• Task goal
Please give back only the lines below from the one containing "use thiserror::Error;" to the one containing "read or write.", each repeated word for word, both ends included.

Stored data:
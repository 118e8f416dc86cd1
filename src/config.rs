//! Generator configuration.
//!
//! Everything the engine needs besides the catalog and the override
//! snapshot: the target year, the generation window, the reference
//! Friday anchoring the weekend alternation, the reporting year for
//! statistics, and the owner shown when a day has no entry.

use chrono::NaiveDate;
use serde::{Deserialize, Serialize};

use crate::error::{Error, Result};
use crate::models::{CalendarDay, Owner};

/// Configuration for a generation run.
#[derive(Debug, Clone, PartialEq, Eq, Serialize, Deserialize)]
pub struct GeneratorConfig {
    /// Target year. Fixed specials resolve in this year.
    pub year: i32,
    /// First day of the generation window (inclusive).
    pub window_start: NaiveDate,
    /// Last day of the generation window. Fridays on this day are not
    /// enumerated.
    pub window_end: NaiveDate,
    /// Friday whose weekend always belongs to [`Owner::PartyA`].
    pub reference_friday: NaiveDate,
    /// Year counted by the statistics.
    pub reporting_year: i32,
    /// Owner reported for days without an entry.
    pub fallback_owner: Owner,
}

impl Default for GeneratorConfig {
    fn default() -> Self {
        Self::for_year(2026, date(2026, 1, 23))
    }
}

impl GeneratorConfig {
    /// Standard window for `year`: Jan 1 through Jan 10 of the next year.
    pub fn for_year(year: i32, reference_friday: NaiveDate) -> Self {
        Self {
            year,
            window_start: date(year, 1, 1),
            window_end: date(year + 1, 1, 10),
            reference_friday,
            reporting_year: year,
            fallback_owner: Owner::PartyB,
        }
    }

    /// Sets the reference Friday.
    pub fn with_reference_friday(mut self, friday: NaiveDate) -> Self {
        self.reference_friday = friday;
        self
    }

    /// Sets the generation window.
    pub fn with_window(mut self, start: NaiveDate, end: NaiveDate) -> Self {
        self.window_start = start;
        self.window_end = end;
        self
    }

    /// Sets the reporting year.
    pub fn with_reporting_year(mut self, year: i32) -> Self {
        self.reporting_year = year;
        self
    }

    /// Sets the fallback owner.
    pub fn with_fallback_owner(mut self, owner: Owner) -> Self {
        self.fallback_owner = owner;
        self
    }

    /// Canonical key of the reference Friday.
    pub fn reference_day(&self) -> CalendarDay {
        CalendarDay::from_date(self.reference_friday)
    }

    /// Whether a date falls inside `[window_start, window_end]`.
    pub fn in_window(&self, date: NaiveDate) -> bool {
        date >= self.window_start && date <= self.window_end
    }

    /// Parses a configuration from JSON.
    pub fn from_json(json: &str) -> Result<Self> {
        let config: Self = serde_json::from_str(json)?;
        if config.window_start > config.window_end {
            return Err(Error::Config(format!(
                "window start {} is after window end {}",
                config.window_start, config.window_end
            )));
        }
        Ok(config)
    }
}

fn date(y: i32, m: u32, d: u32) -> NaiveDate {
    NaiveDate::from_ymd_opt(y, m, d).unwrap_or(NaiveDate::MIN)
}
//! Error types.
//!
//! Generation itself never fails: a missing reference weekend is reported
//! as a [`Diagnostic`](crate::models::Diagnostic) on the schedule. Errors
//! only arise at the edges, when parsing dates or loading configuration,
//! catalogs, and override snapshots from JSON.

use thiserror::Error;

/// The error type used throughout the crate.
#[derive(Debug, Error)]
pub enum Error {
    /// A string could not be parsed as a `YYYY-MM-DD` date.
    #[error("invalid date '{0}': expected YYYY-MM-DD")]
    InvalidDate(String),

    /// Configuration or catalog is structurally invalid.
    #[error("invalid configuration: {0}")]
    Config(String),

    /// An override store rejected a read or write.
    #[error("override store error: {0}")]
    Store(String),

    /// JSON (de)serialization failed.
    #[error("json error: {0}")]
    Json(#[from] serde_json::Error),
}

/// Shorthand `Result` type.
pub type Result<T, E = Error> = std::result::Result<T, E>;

---

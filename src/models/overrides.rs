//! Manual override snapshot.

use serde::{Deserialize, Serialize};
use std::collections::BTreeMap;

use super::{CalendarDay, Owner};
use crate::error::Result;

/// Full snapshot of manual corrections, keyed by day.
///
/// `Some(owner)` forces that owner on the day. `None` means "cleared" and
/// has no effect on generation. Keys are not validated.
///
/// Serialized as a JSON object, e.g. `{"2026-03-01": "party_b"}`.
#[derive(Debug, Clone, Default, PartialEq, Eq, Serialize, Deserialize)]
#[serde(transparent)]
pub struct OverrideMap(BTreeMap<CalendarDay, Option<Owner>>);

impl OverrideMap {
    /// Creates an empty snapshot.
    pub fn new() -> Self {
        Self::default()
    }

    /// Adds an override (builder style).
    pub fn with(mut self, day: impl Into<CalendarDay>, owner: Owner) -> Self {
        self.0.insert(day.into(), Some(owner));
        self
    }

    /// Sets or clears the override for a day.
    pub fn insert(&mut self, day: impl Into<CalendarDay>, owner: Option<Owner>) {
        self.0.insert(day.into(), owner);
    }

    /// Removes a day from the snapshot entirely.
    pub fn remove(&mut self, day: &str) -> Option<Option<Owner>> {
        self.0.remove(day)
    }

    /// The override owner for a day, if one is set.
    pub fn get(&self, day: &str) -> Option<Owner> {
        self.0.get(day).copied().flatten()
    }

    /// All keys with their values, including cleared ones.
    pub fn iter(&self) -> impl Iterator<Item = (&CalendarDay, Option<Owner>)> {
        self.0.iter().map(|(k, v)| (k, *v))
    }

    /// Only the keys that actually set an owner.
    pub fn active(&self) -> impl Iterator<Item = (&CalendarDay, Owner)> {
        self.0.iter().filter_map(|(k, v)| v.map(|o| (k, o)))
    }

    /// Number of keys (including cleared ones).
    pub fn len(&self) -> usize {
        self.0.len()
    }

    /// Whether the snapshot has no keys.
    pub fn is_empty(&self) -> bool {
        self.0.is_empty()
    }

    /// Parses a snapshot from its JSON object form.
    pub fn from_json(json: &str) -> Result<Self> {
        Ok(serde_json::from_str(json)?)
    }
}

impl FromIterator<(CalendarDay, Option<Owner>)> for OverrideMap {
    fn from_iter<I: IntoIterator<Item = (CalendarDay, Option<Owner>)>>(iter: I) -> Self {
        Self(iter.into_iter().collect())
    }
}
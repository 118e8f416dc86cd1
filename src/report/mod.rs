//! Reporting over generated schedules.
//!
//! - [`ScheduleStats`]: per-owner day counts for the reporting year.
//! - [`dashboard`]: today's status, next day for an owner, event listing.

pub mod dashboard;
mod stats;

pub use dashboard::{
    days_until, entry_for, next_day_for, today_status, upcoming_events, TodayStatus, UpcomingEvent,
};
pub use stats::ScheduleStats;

==

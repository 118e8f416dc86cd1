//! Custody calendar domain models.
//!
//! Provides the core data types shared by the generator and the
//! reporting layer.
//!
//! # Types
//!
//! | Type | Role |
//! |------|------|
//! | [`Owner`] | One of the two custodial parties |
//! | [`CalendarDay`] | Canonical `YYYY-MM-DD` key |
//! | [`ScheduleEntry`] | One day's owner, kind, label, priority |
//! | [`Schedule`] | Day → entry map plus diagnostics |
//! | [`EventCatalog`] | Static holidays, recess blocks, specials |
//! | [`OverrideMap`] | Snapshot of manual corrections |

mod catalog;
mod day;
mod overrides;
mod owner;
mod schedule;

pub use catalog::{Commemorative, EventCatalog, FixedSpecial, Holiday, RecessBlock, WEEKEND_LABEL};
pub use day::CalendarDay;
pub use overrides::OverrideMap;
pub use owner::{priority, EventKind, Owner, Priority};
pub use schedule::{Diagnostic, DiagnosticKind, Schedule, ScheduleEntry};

• Output
use thiserror::Error;

/// The error type used throughout the crate.
#[derive(Debug, Error)]
pub enum Error {
    /// A string could not be parsed as a `YYYY-MM-DD` date.
    #[error("invalid date '{0}': expected YYYY-MM-DD")]
    InvalidDate(String),

    /// Configuration or catalog is structurally invalid.
    #[error("invalid configuration: {0}")]
    Config(String),

    /// An override store rejected a read or write.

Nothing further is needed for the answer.